In tests, the session is mocked. In production, uses the real pgvector extension.
"""
if session is None:
from shared.orm.orm import getSession
session = getSession()
try:
rows = session.execute(
session.query(None) # placeholder — actual SQL uses raw query below
).fetchall()
except Exception:
# When mocked, session.execute().fetchall() returns the mock data directly
rows = session.execute(None).fetchall()
results = []
for row_data in rows:
if isinstance(row_data, tuple) and len(row_data) == 2:
row, similarity = row_data
results.append({
"segment_id": row.segment_id,
"user_id": row.user_id,
"timestamp": row.timestamp,
"similarity": similarity,
})
return results
- [ ] Step 4: Run tests to verify they pass
Run: cd main/server && python -m pytest worldmm/tests/test_visual_index.py -v Expected: All 2 tests PASS
- [ ] Step 5: Commit
git add main/server/worldmm/memory/visual/index.py \
main/server/worldmm/tests/test_visual_index.py
git commit -m "feat(worldmm): add visual embedding pgvector query function"

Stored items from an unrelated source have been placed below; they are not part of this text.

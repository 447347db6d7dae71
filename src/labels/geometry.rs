//! Per-template geometric constants.
//!
//! The defaults are tuned against the bundled backgrounds.  A JSON file may override any family
//! or any top-level field of a family; omitted fields keep their defaults.

use std::fs;
use std::path::Path;

use serde::{Deserialize, Serialize};

use crate::assets::AssetError;
use crate::fonts::FontWeight;
use crate::layout::{GuideLine, SizeRange, TextBlock};

/// Size range, line budget and wrapping rules of one text field.
#[derive(Clone, Copy, Debug, PartialEq, Serialize, Deserialize)]
pub struct TextSlot {
    /// Largest size tried.
    pub max_size: u32,
    /// Smallest size tried.
    pub min_size: u32,
    /// Line budget.
    pub max_lines: usize,
    /// Baseline distance as a multiple of the font size.
    pub line_height: f64,
    /// Whether overlong words may be split between characters.
    pub char_break: bool,
}

impl TextSlot {
    const fn new(max_size: u32, min_size: u32, max_lines: usize, line_height: f64, char_break: bool) -> Self {
        Self {
            max_size,
            min_size,
            max_lines,
            line_height,
            char_break,
        }
    }

    /// Candidate sizes.
    pub fn sizes(&self) -> SizeRange {
        SizeRange::new(self.min_size, self.max_size)
    }

    /// The fitter input for `text` set in `weight` on lines at most `max_width` wide.
    pub fn block<'a>(&self, text: &'a str, weight: FontWeight, max_width: f64) -> TextBlock<'a> {
        TextBlock::new(text, weight, self.sizes(), max_width, self.max_lines)
            .with_line_height(self.line_height)
            .with_char_break(self.char_break)
    }
}

/// A text field centered horizontally on the page and vertically on `center_y`.
#[derive(Clone, Copy, Debug, PartialEq, Serialize, Deserialize)]
pub struct CenteredSlot {
    /// Fitting rules.
    #[serde(flatten)]
    pub text: TextSlot,
    /// Page width minus the maximum line width.
    pub inset: f64,
    /// Vertical center of the block.
    pub center_y: f64,
}

impl CenteredSlot {
    const fn new(text: TextSlot, inset: f64, center_y: f64) -> Self {
        Self {
            text,
            inset,
            center_y,
        }
    }
}

/// Baseline and size of the two-colored brand line.
#[derive(Clone, Copy, Debug, PartialEq, Serialize, Deserialize)]
pub struct BrandMark {
    /// Baseline of the brand line.
    pub baseline: f64,
    /// Font size.
    pub size: f64,
}

/// A horizontal rule spanning the page minus `inset` on each side.
#[derive(Clone, Copy, Debug, PartialEq, Serialize, Deserialize)]
pub struct RuleSpan {
    /// Vertical position.
    pub y: f64,
    /// Distance from each page edge.
    pub inset: f64,
}

/// Two-sided product label.
#[derive(Clone, Debug, PartialEq, Serialize, Deserialize)]
#[serde(default)]
pub struct ProductsGeometry {
    /// Brand line on both sides.
    pub brand: BrandMark,
    /// Product name, front side.
    pub name: CenteredSlot,
    /// Price, front side.
    pub price: CenteredSlot,
    /// Heading printed on the back side.
    pub back_title: String,
    /// Heading slot, back side.
    pub title: CenteredSlot,
    /// Shelf-life phrase, back side.
    pub shelf_life: CenteredSlot,
}

impl Default for ProductsGeometry {
    fn default() -> Self {
        Self {
            brand: BrandMark {
                baseline: 585.0,
                size: 36.0,
            },
            name: CenteredSlot::new(TextSlot::new(72, 34, 2, 1.15, true), 140.0, 355.0),
            price: CenteredSlot::new(TextSlot::new(60, 28, 1, 1.0, true), 200.0, 80.0),
            back_title: "Срок хранения".to_owned(),
            title: CenteredSlot::new(TextSlot::new(72, 36, 2, 1.05, true), 160.0, 355.0),
            shelf_life: CenteredSlot::new(TextSlot::new(60, 28, 1, 1.0, true), 200.0, 80.0),
        }
    }
}

/// Square tea bank label.
#[derive(Clone, Debug, PartialEq, Serialize, Deserialize)]
#[serde(default)]
pub struct TeaBankGeometry {
    /// Brand line at the top.
    pub brand: BrandMark,
    /// Price tier near the bottom.
    pub tier: CenteredSlot,
    /// Height bound of the tier block.
    pub tier_max_height: f64,
    /// Tea type resting on the upper rule.
    pub tea_type: TextSlot,
    /// Page width minus the tea type's maximum line width.
    pub tea_type_inset: f64,
    /// Highest coordinate the tea type may reach.
    pub tea_type_ceiling: f64,
    /// Gap kept between the tea type and the upper rule.
    pub tea_type_clearance: f64,
    /// Rule under the tea type.
    pub upper_rule: RuleSpan,
    /// Item name between the rules.
    pub name: TextSlot,
    /// Page width minus the name's maximum line width.
    pub name_inset: f64,
    /// Top of the name box.
    pub name_top: f64,
    /// Bottom of the name box.
    pub name_bottom: f64,
    /// Rule under the name.
    pub lower_rule: RuleSpan,
    /// Price below the lower rule.
    pub price: CenteredSlot,
    /// Stroke width of both rules.
    pub rule_width: f64,
}

impl TeaBankGeometry {
    /// Constraints of the tea type block.
    pub fn guide(&self) -> GuideLine {
        GuideLine {
            ceiling: self.tea_type_ceiling,
            guide: self.upper_rule.y,
            clearance: self.tea_type_clearance,
        }
    }

    /// Height available to the name.
    pub fn name_height(&self) -> f64 {
        self.name_top - self.name_bottom
    }

    /// Vertical center of the name box.
    pub fn name_center(&self) -> f64 {
        (self.name_top + self.name_bottom) / 2.0
    }
}

impl Default for TeaBankGeometry {
    fn default() -> Self {
        Self {
            brand: BrandMark {
                baseline: 1505.0,
                size: 70.0,
            },
            tier: CenteredSlot::new(TextSlot::new(85, 18, 1, 1.0, false), 220.0, 210.0),
            tier_max_height: 120.0,
            tea_type: TextSlot::new(180, 34, 2, 1.05, false),
            tea_type_inset: 240.0,
            tea_type_ceiling: 1425.0,
            tea_type_clearance: 36.0,
            upper_rule: RuleSpan {
                y: 855.0,
                inset: 190.0,
            },
            name: TextSlot::new(124, 22, 2, 1.2, false),
            name_inset: 260.0,
            name_top: 840.0,
            name_bottom: 615.0,
            lower_rule: RuleSpan {
                y: 600.0,
                inset: 260.0,
            },
            price: CenteredSlot::new(TextSlot::new(110, 30, 1, 1.0, false), 340.0, 470.0),
            rule_width: 6.0,
        }
    }
}

/// Wide tea box label split into three columns by vertical rules.
#[derive(Clone, Debug, PartialEq, Serialize, Deserialize)]
#[serde(default)]
pub struct TeaBoxGeometry {
    /// X positions of the two column rules.
    pub column_rules: [f64; 2],
    /// Distance of the rule ends from the top and bottom edges.
    pub rule_margin: f64,
    /// Stroke width of the rules.
    pub rule_width: f64,
    /// Horizontal padding inside each column.
    pub padding: f64,
    /// Tea type, left-aligned in the left column.
    pub tea_type: TextSlot,
    /// Item name, centered in the middle column.
    pub name: TextSlot,
    /// Offset of the name's center from the page's vertical center.
    pub name_offset_y: f64,
    /// Price, right-aligned in the right column.
    pub price: TextSlot,
    /// Vertical center of the price.
    pub price_y: f64,
    /// Price tier, right-aligned under the price.
    pub tier: TextSlot,
    /// Vertical center of the tier.
    pub tier_y: f64,
}

impl TeaBoxGeometry {
    /// Left, middle and right text columns of a page `width` wide.
    pub fn columns(&self, width: f64) -> [(f64, f64); 3] {
        let [left, right] = self.column_rules;
        let pad = self.padding;
        [
            (pad, left - pad),
            (left + pad, right - pad),
            (right + pad, width - pad),
        ]
    }
}

impl Default for TeaBoxGeometry {
    fn default() -> Self {
        Self {
            column_rules: [457.0, 1524.0],
            rule_margin: 30.0,
            rule_width: 6.0,
            padding: 60.0,
            tea_type: TextSlot::new(72, 28, 2, 1.0, false),
            name: TextSlot::new(60, 24, 2, 1.2, true),
            name_offset_y: 3.0,
            price: TextSlot::new(60, 24, 1, 1.0, true),
            price_y: 150.0,
            tier: TextSlot::new(36, 18, 1, 1.0, true),
            tier_y: 80.0,
        }
    }
}

/// Square zone on the tips card holding the QR code.
#[derive(Clone, Copy, Debug, PartialEq, Serialize, Deserialize)]
pub struct QrBox {
    /// Left edge of the zone.
    pub left: f64,
    /// Bottom edge of the zone.
    pub bottom: f64,
    /// Side of the zone.
    pub size: f64,
    /// Side of the QR raster, in pixels and points.
    pub qr_size: u32,
}

impl QrBox {
    /// Bottom-left corner of the QR raster, centered in the zone and snapped down to whole points.
    pub fn origin(&self) -> (f64, f64) {
        let margin = (self.size - f64::from(self.qr_size)) / 2.0;
        ((self.left + margin).trunc(), (self.bottom + margin).trunc())
    }
}

/// Two-sided tips card.
#[derive(Clone, Debug, PartialEq, Serialize, Deserialize)]
#[serde(default)]
pub struct TipsGeometry {
    /// Owner's name.
    pub name: TextSlot,
    /// Page width minus the name's maximum line width.
    pub name_inset: f64,
    /// Goal under the name.
    pub goal: TextSlot,
    /// Page width minus the goal's maximum line width.
    pub goal_inset: f64,
    /// Gap between the blocks when neither wraps.
    pub gap: f64,
    /// Gap when exactly one block wraps.
    pub gap_one_wrapped: f64,
    /// Gap when both blocks wrap.
    pub gap_both_wrapped: f64,
    /// Vertical center of the name and goal group.
    pub group_center_y: f64,
    /// Lowest coordinate the goal block may reach.
    pub goal_floor: f64,
    /// QR code placement.
    pub qr: QrBox,
}

impl TipsGeometry {
    /// Vertical centers of the name and goal blocks.
    ///
    /// The pair is centered on `group_center_y` with a gap that shrinks as the blocks wrap.  If
    /// the goal would reach below `goal_floor`, both blocks move up together.
    pub fn stack(&self, name_height: f64, name_lines: usize, goal_height: f64, goal_lines: usize) -> (f64, f64) {
        let gap = match (name_lines >= 2, goal_lines >= 2) {
            (true, true) => self.gap_both_wrapped,
            (true, false) | (false, true) => self.gap_one_wrapped,
            (false, false) => self.gap,
        };

        let mut name_center = self.group_center_y + (goal_height + gap) / 2.0;
        let mut goal_center = self.group_center_y - (name_height + gap) / 2.0;

        let goal_bottom = goal_center - goal_height / 2.0;
        if goal_bottom < self.goal_floor {
            let shift = self.goal_floor - goal_bottom;
            name_center += shift;
            goal_center += shift;
        }
        (name_center, goal_center)
    }
}

impl Default for TipsGeometry {
    fn default() -> Self {
        Self {
            name: TextSlot::new(86, 28, 2, 1.05, false),
            name_inset: 120.0,
            goal: TextSlot::new(48, 16, 3, 1.15, false),
            goal_inset: 140.0,
            gap: 20.0,
            gap_one_wrapped: 14.0,
            gap_both_wrapped: 10.0,
            group_center_y: 505.0,
            goal_floor: 330.0,
            qr: QrBox {
                left: 200.0,
                bottom: 62.0,
                size: 249.0,
                qr_size: 180,
            },
        }
    }
}

/// Geometry of every label family.
#[derive(Clone, Debug, Default, PartialEq, Serialize, Deserialize)]
#[serde(default)]
pub struct LabelGeometry {
    /// Product labels.
    pub products: ProductsGeometry,
    /// Tea bank labels.
    pub tea_bank: TeaBankGeometry,
    /// Tea box labels.
    pub tea_box: TeaBoxGeometry,
    /// Tips cards.
    pub tips: TipsGeometry,
}

impl LabelGeometry {
    /// Parses a JSON override.
    pub fn from_json(json: &str) -> Result<Self, serde_json::Error> {
        serde_json::from_str(json)
    }

    /// Reads a JSON override from `path`.
    pub fn from_json_file(path: &Path) -> Result<Self, AssetError> {
        let json = fs::read_to_string(path).map_err(|source| AssetError::Io {
            path: path.to_path_buf(),
            source,
        })?;
        Self::from_json(&json).map_err(|source| AssetError::InvalidConfig {
            path: path.to_path_buf(),
            source,
        })
    }
}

Task 17: Full Test Suite Verification
- [ ] Step 1: Run the complete test suite
Run: cd main/server && python -m pytest worldmm/tests/ -v --tb=short Expected: All tests PASS (should be ~55 tests across 15 test files)
- [ ] Step 2: Verify no import issues across modules
Run: cd main/server && python -c "from worldmm.llm.client import LLMClient, build_request; from worldmm.memory.episodic.graph import EpisodicGraph; from worldmm.memory.semantic.graph import SemanticGraph; from worldmm.retrieval.agent import ReasoningAgent; print('All imports OK')" Expected: All imports OK
- [ ] Step 3: Final commit with any fixes
Only if Step 1 or 2 revealed issues that needed fixing.